Inibaru.id - Suara melengking itu muncul pelan, seperti bisikan yang menembus kesunyian. Lalu, dalam beberapa detik, ia mengalun panjang, naik-turun bagai tembang macapat.
Malam 12 Rabiulawal di Desa Padurenan, Kecamatan Gebog, Kudus, selalu menghadirkan nada khas: selawat bercengkok Jawa yang berpadu antara kerinduan kepada Nabi Muhammad dan kekayaan budaya Jawa.
Puluhan jamaah duduk bersila membentuk setengah lingkaran di serambi Masjid Asysyarief 1, Rabu (4/9/2025). Bahkan hingga teras masjid pun penuh sesak. Nggak ada rebana, tiada terdengar hadrah. Hanya suara manusia yang saling bersahutan.
Di tengah jemaah itu, Qomarul Adib, pengasuh Pondok Paris Padurenan sekaligus tokoh agama Desa Padurenan, menyambut kami dengan senyum hangat. Seusai acara, dia menutup kitab Al-Barzanji yang dibacanya, lalu mulai bercerita.
“Maulidan Jawiyan ini sudah seperti napas bagi kami,” kata Adib, membuka percakapan. “Ini bukan sekadar peringatan Maulid Nabi. Ini cara kami, orang Jawa, mengekspresikan cinta kepada Kanjeng Nabi Muhammad lewat bahasa dan rasa yang kami pahami. Lidahnya Jawa, hatinya tetap untuk Nabi.”
Bukan Tradisi Baru
Adib menuturkan bahwa Maulidan Jawiyan bukan tradisi baru. Jejaknya sudah ada sejak abad ke-17, ketika seorang pendakwah bernama Raden Muhammad Syarif datang ke Padurenan.
“Beliau itu putra Bupati Sumenep, Madura, Macan Wulung Yudonegoro,” kata Adib dengan nada menurun, seolah memberi ruang bagi kisah lama itu.
“Ketika Sumenep dikuasai Belanda, Raden Syarif hijrah ke Jawa dan menetap di Padurenan.
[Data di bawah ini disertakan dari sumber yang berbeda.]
//! The device being enrolled and the record produced by a successful enrollment.

use std::fmt;
use std::str::FromStr;
use std::sync::Arc;

use secrecy::{ExposeSecret, SecretString};
use serde::Deserialize;
use strum::{Display, EnumString};
use uuid::Uuid;

use crate::keys::SigningKey;

const DEFAULT_TOTP_DIGITS: u32 = 6;
const DEFAULT_TOTP_PERIOD: u32 = 30;

/// How the device presents itself to the server.
#[derive(Debug, Clone, PartialEq, Eq)]
pub struct DeviceIdentity {
    /// Stable identifier of the device, unique per host application.
    pub identifier: String,
    /// Human readable name shown to the user in their enrolled devices list.
    pub name: String,
}

impl DeviceIdentity {
    /// Creates a device identity from known values.
    #[must_use]
    pub fn new(identifier: impl Into<String>, name: impl Into<String>) -> Self {
        Self {
            identifier: identifier.into(),
            name: name.into(),
        }
    }

    /// Creates a device identity with a fresh random identifier. The host is expected to persist
    /// the identifier and reuse it for the lifetime of the installation.
    #[must_use]
    pub fn generate(name: impl Into<String>) -> Self {
        Self::new(Uuid::new_v4().to_string(), name)
    }
}

/// Hash algorithm used to compute one-time codes.
#[derive(Debug, Clone, Copy, PartialEq, Eq, Default, EnumString, Display)]
#[strum(serialize_all = "lowercase", ascii_case_insensitive)]
pub enum TotpAlgorithm {
    /// HMAC-SHA1, the default for authenticator apps.
    #[default]
    Sha1,
    /// HMAC-SHA256
    Sha256,
    /// HMAC-SHA512
    Sha512,
}

/// TOTP parameters issued by the server on enrollment.
#[derive(Debug, Deserialize)]
#[serde(try_from = "TotpPayload")]
pub struct Totp {
    secret: SecretString,
    algorithm: TotpAlgorithm,
    digits: u32,
    period: u32,
}

impl Totp {
    /// The base32 encoded shared secret.
    #[must_use]
    pub fn secret(&self) -> &SecretString {
        &self.secret
    }

    /// The hash algorithm.
    #[must_use]
    pub const fn algorithm(&self) -> TotpAlgorithm {
        self.algorithm
    }

    /// Number of digits of each code.
    #[must_use]
    pub const fn digits(&self) -> u32 {
        self.digits
    }

    /// Validity of each code, in seconds.
    #[must_use]
    pub const fn period(&self) -> u32 {
        self.period
    }
}

#[derive(Deserialize)]
struct TotpPayload {
    secret: String,
    #[serde(default)]
    algorithm: Option<String>,
    #[serde(default)]
    digits: Option<u32>,
    #[serde(default)]
    period: Option<u32>,
}

impl TryFrom<TotpPayload> for Totp {
    type Error = String;

    fn try_from(payload: TotpPayload) -> Result<Self, Self::Error> {
        let algorithm = payload
            .algorithm
            .as_deref()
            .map(TotpAlgorithm::from_str)
            .transpose()
            .map_err(|_| {
                format!(
                    "unsupported totp algorithm: {}",
                    payload.algorithm.as_deref().unwrap_or_default()
                )
            })?
            .unwrap_or_default();

        Ok(Self {
            secret: SecretString::from(payload.secret),
            algorithm,
            digits: payload.digits.unwrap_or(DEFAULT_TOTP_DIGITS),
            period: payload.period.unwrap_or(DEFAULT_TOTP_PERIOD),
        })
    }
}

/// A device registered with the server as a second factor.
///
/// Only produced by a successful enrollment. Holds everything later operations need: the server
/// issued identifiers and token, the push notification token, the private signing key and, when
/// the enrollment included one, the TOTP seed.
pub struct EnrolledDevice {
    id: String,
    user_id: String,
    device_token: SecretString,
    notification_token: String,
    signing_key: Arc<dyn SigningKey>,
    totp: Option<Totp>,
}

impl EnrolledDevice {
    pub(crate) fn new(
        id: String,
        user_id: String,
        device_token: SecretString,
        notification_token: String,
        signing_key: Arc<dyn SigningKey>,
        totp: Option<Totp>,
    ) -> Self {
        Self {
            id,
            user_id,
            device_token,
            notification_token,
            signing_key,
            totp,
        }
    }

    /// Server issued identifier of the enrollment.
    #[must_use]
    pub fn id(&self) -> &str {
        &self.id
    }

    /// Identifier of the user that owns the enrollment.
    #[must_use]
    pub fn user_id(&self) -> &str {
        &self.user_id
    }

    /// Token authenticating this device on subsequent API calls.
    #[must_use]
    pub fn device_token(&self) -> &SecretString {
        &self.device_token
    }

    /// Push notification token the device was enrolled with.
    #[must_use]
    pub fn notification_token(&self) -> &str {
        &self.notification_token
    }

    /// The private key paired with the public key sent during enrollment.
    #[must_use]
    pub fn signing_key(&self) -> &Arc<dyn SigningKey> {
        &self.signing_key
    }

    /// TOTP parameters, absent for push-only enrollments.
    #[must_use]
    pub const fn totp(&self) -> Option<&Totp> {
        self.totp.as_ref()
    }
}

impl fmt::Debug for EnrolledDevice {
    fn fmt(&self, f: &mut fmt::Formatter<'_>) -> fmt::Result {
        f.debug_struct("EnrolledDevice")
            .field("id", &self.id)
            .field("user_id", &self.user_id)
            .field("device_token", &self.device_token)
            .field("notification_token", &self.notification_token)
            .field("signing_key", &"[REDACTED]")
            .field("totp", &self.totp)
            .finish()
    }
}

impl PartialEq for EnrolledDevice {
    fn eq(&self, other: &Self) -> bool {
        self.id == other.id
            && self.user_id == other.user_id
            && self.device_token.expose_secret() == other.device_token.expose_secret()
            && self.notification_token == other.notification_token
            && Arc::ptr_eq(&self.signing_key, &other.signing_key)
            && self.totp == other.totp
    }
}

impl PartialEq for Totp {
    fn eq(&self, other: &Self) -> bool {
        self.secret.expose_secret() == other.secret.expose_secret()
            && self.algorithm == other.algorithm
            && self.digits == other.digits
            && self.period == other.period
    }
}

#[cfg(test)]
mod tests {
    use super::*;
    use test_case::test_case;

    #[test]
    fn test_totp_defaults() {
        let totp: Totp =
            serde_json::from_str(r#"{"secret": "JBSWY3DPEHPK3PXP"}"#).unwrap();
        assert_eq!(totp.secret().expose_secret(), "JBSWY3DPEHPK3PXP");
        assert_eq!(totp.algorithm(), TotpAlgorithm::Sha1);
        assert_eq!(totp.digits(), 6);
        assert_eq!(totp.period(), 30);
    }

    #[test_case("sha1", TotpAlgorithm::Sha1)]
    #[test_case("SHA256", TotpAlgorithm::Sha256)]
    #[test_case("sha512", TotpAlgorithm::Sha512)]
    fn test_totp_algorithm(raw: &str, expected: TotpAlgorithm) {
        let totp: Totp = serde_json::from_value(serde_json::json!({
            "secret": "JBSWY3DPEHPK3PXP",
            "algorithm": raw,
            "digits": 8,
            "period": 60,
        }))
        .unwrap();
        assert_eq!(totp.algorithm(), expected);
        assert_eq!(totp.digits(), 8);
        assert_eq!(totp.period(), 60);
    }

    #[test]
    fn test_totp_rejects_unknown_algorithm() {
        let err = serde_json::from_str::<Totp>(r#"{"secret": "S", "algorithm": "md5"}"#)
            .unwrap_err();
        assert!(err.to_string().contains("unsupported totp algorithm: md5"));
    }

    #[test]
    fn test_totp_requires_secret() {
        assert!(serde_json::from_str::<Totp>(r#"{"digits": 6}"#).is_err());
    }

    #[test]
    fn test_generated_identity_is_unique() {
        let first = DeviceIdentity::generate("Phone");
        let second = DeviceIdentity::generate("Phone");
        assert_eq!(first.name, "Phone");
        assert_ne!(first.identifier, second.identifier);
        assert!(Uuid::parse_str(&first.identifier).is_ok());
    }
}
Di sinilah beliau berdakwah. Strateginya sangat indah; membumikan bacaan Al-Barzanji dan Maulid Syarf Al-Anam dengan aksen Jawa. Jadi masyarakat bisa menerima Islam tanpa merasa asing dengan budayanya sendiri,” imbuhnya.
Adib mencontohkan satu detail kecil yang bagi pendengar awam mungkin tampak sepele, yakni pengucapan kata rahim yang berubah menjadi rahem dalam cengkok Jawa.
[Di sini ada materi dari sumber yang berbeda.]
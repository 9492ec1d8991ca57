//! Requests to the MFA API.

use std::fmt;
use std::future::Future;
use std::marker::PhantomData;

use reqwest::header::{HeaderMap, HeaderName, HeaderValue};
use reqwest::{Method, StatusCode};
use serde::de::DeserializeOwned;
use serde::{Deserialize, Serialize};
use tokio::runtime::Handle;
use tokio::task::JoinHandle;
use url::Url;

use crate::error::{GuardKitError, GuardKitResult};
use crate::hooks::{Hooks, RequestInfo, ResponseInfo};
use crate::http_request::HttpClient;

/// Contract shared by every request-like object of the client.
///
/// `Display` gives a short description (`POST https://…/api/enroll`), `Debug` a verbose one with
/// credentials redacted.
///
/// ```rust,ignore
/// let request: impl Requestable = // any request
/// match request.start().await {
///     Ok(payload) => { /* the request finished successfully */ }
///     Err(cause) => { /* something failed, check `cause` */ }
/// }
/// ```
pub trait Requestable: fmt::Display + fmt::Debug + Sized + Send + 'static {
    /// The payload produced on success.
    type Output: Send + 'static;

    /// Registers hooks to be called on specific events:
    ///  * on request being sent
    ///  * on response received (successful or not)
    ///  * on network error
    ///
    /// Replaces any previously registered hooks.
    #[must_use]
    fn on(self, hooks: Hooks) -> Self;

    /// Executes the request. Consumes the request, so it resolves exactly once.
    fn start(self) -> impl Future<Output = GuardKitResult<Self::Output>> + Send;

    /// Executes the request on `runtime` and calls `callback` with the result.
    ///
    /// The callback runs on a worker thread of `runtime`. Dropping the returned handle does not
    /// cancel the request, the callback still fires. If the runtime shuts down before the request
    /// completes the callback is dropped without being called.
    fn start_with<F>(self, runtime: &Handle, callback: F) -> JoinHandle<()>
    where
        F: FnOnce(GuardKitResult<Self::Output>) + Send + 'static,
    {
        runtime.spawn(async move { callback(self.start().await) })
    }
}

/// A request to the API, built but not yet sent. Decodes a JSON `T` on success.
///
/// A request may also be built in a failed state, when something prevented building it. Starting
/// such a request yields the recorded error without any network activity.
pub struct ApiRequest<T> {
    state: RequestState,
    hooks: Hooks,
    payload: PhantomData<fn() -> T>,
}

enum RequestState {
    Ready {
        http: HttpClient,
        method: Method,
        url: Url,
        headers: HeaderMap,
        body: Option<serde_json::Value>,
    },
    Failed {
        method: Method,
        url: Url,
        error: GuardKitError,
    },
}

/// Error body returned by the API on non-2xx responses.
#[derive(Deserialize)]
#[serde(rename_all = "camelCase")]
struct ServerErrorBody {
    error_code: String,
    #[serde(default)]
    message: Option<String>,
}

impl<T> ApiRequest<T> {
    pub(crate) fn new(http: HttpClient, method: Method, url: Url) -> Self {
        Self {
            state: RequestState::Ready {
                http,
                method,
                url,
                headers: HeaderMap::new(),
                body: None,
            },
            hooks: Hooks::default(),
            payload: PhantomData,
        }
    }

    pub(crate) fn failed(method: Method, url: Url, error: GuardKitError) -> Self {
        Self {
            state: RequestState::Failed { method, url, error },
            hooks: Hooks::default(),
            payload: PhantomData,
        }
    }

    /// Adds a header holding a credential. It is marked sensitive so it never shows in `Debug`.
    pub(crate) fn sensitive_header(mut self, name: HeaderName, value: &str) -> Self {
        if let RequestState::Ready {
            method,
            url,
            headers,
            ..
        } = &mut self.state
        {
            let Ok(mut value) = HeaderValue::from_str(value) else {
                let error = GuardKitError::InvalidInput {
                    attribute: name.as_str().to_string(),
                    reason: "not a valid header value".to_string(),
                };
                return Self::failed(method.clone(), url.clone(), error);
            };
            value.set_sensitive(true);
            headers.insert(name, value);
        }
        self
    }

    /// Sets the JSON body.
    pub(crate) fn json<B: Serialize>(mut self, body: &B) -> Self {
        if let RequestState::Ready {
            method,
            url,
            body: slot,
            ..
        } = &mut self.state
        {
            match serde_json::to_value(body) {
                Ok(value) => *slot = Some(value),
                Err(e) => {
                    let error = GuardKitError::InvalidInput {
                        attribute: "body".to_string(),
                        reason: e.to_string(),
                    };
                    return Self::failed(method.clone(), url.clone(), error);
                }
            }
        }
        self
    }

    /// HTTP method of the request.
    #[must_use]
    pub const fn method(&self) -> &Method {
        match &self.state {
            RequestState::Ready { method, .. } | RequestState::Failed { method, .. } => method,
        }
    }

    /// Target URL of the request.
    #[must_use]
    pub const fn url(&self) -> &Url {
        match &self.state {
            RequestState::Ready { url, .. } | RequestState::Failed { url, .. } => url,
        }
    }
}

impl<T: DeserializeOwned> ApiRequest<T> {
    async fn execute(self) -> GuardKitResult<T> {
        let Self { state, hooks, .. } = self;
        let (http, method, url, headers, body) = match state {
            RequestState::Failed { error, .. } => return Err(error),
            RequestState::Ready {
                http,
                method,
                url,
                headers,
                body,
            } => (http, method, url, headers, body),
        };

        hooks.fire_request(&RequestInfo {
            method: &method,
            url: &url,
            headers: &headers,
            body: body.as_ref(),
        });

        let mut request_builder = http.req(method, url.clone()).headers(headers);
        if let Some(body) = &body {
            request_builder = request_builder.json(body);
        }

        let response = match http.handle(request_builder).await {
            Ok(response) => response,
            Err(error) => {
                hooks.fire_error(&error);
                return Err(error);
            }
        };

        let status = response.status();
        let response_headers = response.headers().clone();
        let response_body = match response.bytes().await {
            Ok(bytes) => bytes,
            Err(e) => {
                let error = GuardKitError::from(e);
                hooks.fire_error(&error);
                return Err(error);
            }
        };

        hooks.fire_response(&ResponseInfo {
            url: &url,
            status,
            headers: &response_headers,
            body: &response_body,
        });

        decode(&url, status, &response_body)
    }
}

fn decode<T: DeserializeOwned>(url: &Url, status: StatusCode, body: &[u8]) -> GuardKitResult<T> {
    if status.is_success() {
        return serde_json::from_slice(body).map_err(|e| {
            GuardKitError::InvalidPayload(format!("failed to decode response from {url}: {e}"))
        });
    }

    if let Ok(server_error) = serde_json::from_slice::<ServerErrorBody>(body) {
        return Err(GuardKitError::ServerError {
            status: status.as_u16(),
            code: server_error.error_code,
            message: server_error.message.unwrap_or_default(),
        });
    }

    Err(GuardKitError::NetworkError {
        url: url.to_string(),
        status: Some(status.as_u16()),
        error: String::from_utf8_lossy(body).into_owned(),
    })
}

impl<T> Requestable for ApiRequest<T>
where
    T: DeserializeOwned + Send + 'static,
{
    type Output = T;

    fn on(mut self, hooks: Hooks) -> Self {
        self.hooks = hooks;
        self
    }

    fn start(self) -> impl Future<Output = GuardKitResult<T>> + Send {
        self.execute()
    }
}

impl<T> fmt::Display for ApiRequest<T> {
    fn fmt(&self, f: &mut fmt::Formatter<'_>) -> fmt::Result {
        write!(f, "{} {}", self.method(), self.url())
    }
}

impl<T> fmt::Debug for ApiRequest<T> {
    fn fmt(&self, f: &mut fmt::Formatter<'_>) -> fmt::Result {
        match &self.state {
            RequestState::Ready {
                method,
                url,
                headers,
                body,
                ..
            } => f
                .debug_struct("ApiRequest")
                .field("method", method)
                .field("url", &url.as_str())
                .field("headers", headers)
                .field("body_fields", &body_fields(body.as_ref()))
                .field("hooks", &self.hooks)
                .finish(),
            RequestState::Failed { method, url, error } => f
                .debug_struct("ApiRequest")
                .field("method", method)
                .field("url", &url.as_str())
                .field("error", error)
                .finish(),
        }
    }
}

/// Top level field names of a JSON body. Values are left out, they may hold tokens.
fn body_fields(body: Option<&serde_json::Value>) -> Vec<&str> {
    body.and_then(serde_json::Value::as_object)
        .map(|object| object.keys().map(String::as_str).collect())
        .unwrap_or_default()
}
“Itu bukan kesalahan,” ujarnya sambil tersenyum. “Itu cara agar bunyinya lebih pas dengan nada Jawa. Raden Syarif tahu, kalau masyarakat dipaksa meniru Arab sepenuhnya, mereka bisa merasa jauh. Jadi beliau mendekatkan Islam melalui telinga dan hati orang Jawa.”
Serasa Diajak Pulang ke Masa Lalu
Adib mengungkapkan, ketika malam Maulid tiba, suasana desa biasanya terasa berbeda. Lampu-lampu masjid menyala lembut, jemaah berdatangan membawa kitab, dan udara malam membawa alunan suara selawat yang mendayu-dayu, saling bersautan.
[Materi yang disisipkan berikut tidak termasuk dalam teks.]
//! Key material handed to the client by the host application.
//!
//! The host generates (and stores) an asymmetric key pair. The public half is sent to the server
//! during enrollment as a JSON Web Key. The private half never leaves the device: it is attached to
//! the resulting [`crate::EnrolledDevice`] and later used to sign authentication challenges.

use base64::engine::general_purpose::URL_SAFE_NO_PAD;
use base64::Engine;
use serde::Serialize;

use crate::error::GuardKitResult;

/// The public half of the device key pair.
pub trait VerificationKey: Send + Sync {
    /// Exports the key as a JSON Web Key.
    ///
    /// # Errors
    /// Returns `GuardKitError::InvalidKey` if the key cannot be exported.
    fn jwk(&self) -> GuardKitResult<Jwk>;
}

/// The private half of the device key pair.
///
/// Implementations should keep the key material out of `Debug`/`Display` output.
pub trait SigningKey: Send + Sync {
    /// Signs `message`, returning the raw signature bytes.
    ///
    /// # Errors
    /// Returns `GuardKitError::InvalidKey` if signing fails.
    fn sign(&self, message: &[u8]) -> GuardKitResult<Vec<u8>>;
}

/// A public key in JSON Web Key format, as expected by the enrollment endpoint.
#[derive(Debug, Clone, PartialEq, Eq, Serialize)]
pub struct Jwk {
    /// Key type, e.g. `RSA`.
    pub kty: String,
    /// Intended algorithm, e.g. `RS256`.
    pub alg: String,
    /// Public key use, always `sig` for device keys.
    #[serde(rename = "use")]
    pub key_use: String,
    /// RSA modulus, base64url without padding.
    pub n: String,
    /// RSA public exponent, base64url without padding.
    pub e: String,
}

impl Jwk {
    /// Builds an `RS256` signing JWK from the big-endian RSA modulus and exponent.
    #[must_use]
    pub fn rsa(modulus: &[u8], exponent: &[u8]) -> Self {
        Self {
            kty: "RSA".to_string(),
            alg: "RS256".to_string(),
            key_use: "sig".to_string(),
            n: URL_SAFE_NO_PAD.encode(modulus),
            e: URL_SAFE_NO_PAD.encode(exponent),
        }
    }
}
“Kalau sudah duduk di sini, rasa kantuk hilang,” ujar Adib. “Semakin larut, suara semakin nyaring, hati malah ingin ikut berselawat. Rasanya seperti diajak pulang ke masa lalu, ke zaman ketika para wali berdakwah.”
Di antara rangkaian bacaan, ada momen khas bernama tongsengan. Kata ini berasal dari bahasa Arab tausyi’an, yang berarti memperluas bacaan. Tongsengan dilakukan saat mahallul qiyam—ketika jemaah berdiri untuk menghormati Nabi.
“Ini bagian yang paling menggetarkan,” kata Adib, matanya berbinar.
Mahallul qiyam, lanjutnya, bisa berlangsung sampai satu setengah jam. Cukup lama. Namun, karena ada tongsengan, jemaah biasanya nggak terlihat merasa lelah; justru bersemangat karena selawat dilantunkan secara bersahut-sahutan.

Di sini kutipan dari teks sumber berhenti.